PhotoCreditTsaiIngWenCampaignTsai Ing-Wen at her campaign rally yesterday. Photo credit: Tsai Ing-Wen campaign

For the sake of progressive politics in Taiwan, it will be that Taiwanese need to learn to think beyond the binary of the KMT and DPP and learn that both parties are symptomatic of the failing of the broader political system. Outside of presidential elections, we find that in wake of the Sunflower Movement and the defeat of the KMT in nine-in-one elections last year, a number of new parties entered the political scene. The candidates of such parties are drawn from Taiwanese civil society. These parties constitute the so-called “Third Force,” the third political force in Taiwanese politics outside of the KMT and DPP.

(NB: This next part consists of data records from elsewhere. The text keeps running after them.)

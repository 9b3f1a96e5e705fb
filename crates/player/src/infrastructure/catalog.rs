//! In-process catalog adapter
//!
//! Serves the storefront from a [`GameCatalog`] held in memory (the built-in
//! one or a JSON document loaded at startup).

use async_trait::async_trait;
use topup_domain::{Game, GameConfig, GameId, GamePackage, PaymentMethod};
use topup_shared::GameCatalog;

use crate::ports::outbound::GameCatalogPort;

#[async_trait]
impl GameCatalogPort for GameCatalog {
    async fn game(&self, game_id: GameId) -> Option<Game> {
        GameCatalog::game(self, game_id).cloned()
    }

    async fn game_config(&self, game_id: GameId) -> GameConfig {
        GameCatalog::game_config(self, game_id)
    }

    async fn packages(&self, game_id: GameId) -> Vec<GamePackage> {
        GameCatalog::packages(self, game_id).to_vec()
    }

    async fn payment_methods(&self) -> Vec<PaymentMethod> {
        GameCatalog::payment_methods(self).to_vec()
    }
}

#[cfg(test)]
mod tests {
    use super::*;

    #[tokio::test]
    async fn serves_builtin_catalog() {
        let catalog = GameCatalog::builtin();
        let port: &dyn GameCatalogPort = &catalog;

        assert_eq!(port.game(GameId::new(2)).await.unwrap().game_name, "崩壞：星穹鐵道");
        assert!(port.game(GameId::new(3)).await.is_none());
        assert_eq!(port.packages(GameId::new(2)).await.len(), 2);
        assert_eq!(port.payment_methods().await.len(), 3);

        let fallback = port.game_config(GameId::new(5)).await;
        assert_eq!(fallback.game_id, GameId::new(5));
        assert_eq!(fallback.fields.len(), 3);
    }
}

However, despite vowing to challenge the divisions of the two-party system between the KMT and DPP, the Third Force never sought to directly challenge the DPP. Even in cases when Third Force parties vowed to avoid cooperation with the DPP, in the end, the Third Force compromised in working with the DPP in order to get their foot into the door of the legislature. Will the Third Force turn on the DPP after using present cooperation with the DPP to enter legislature? That is what remains to be seen. Although it is equally possible that the Third Force has just been co-opted by the DPP at this point beyond salvation, this may be too early to say.

Yet the failure to emerge of any alternative to the KMT and DPP is a result of political divisions which have not been surmounted in Taiwan. Ultimately, this should be the takeaway of Taiwanese going into elections. Namely, it is that the power of the KMT and DPP remain too great for there to be any viable challenges to either party in the present. And even if the KMT is certainly much more historically criminal than the DPP, if it is that both parties are merely two varieties of the same, Taiwanese will need to deeply reflect on how to break out of the system of two party dominance in Taiwan in future election cycles in both presidential or legislative elections.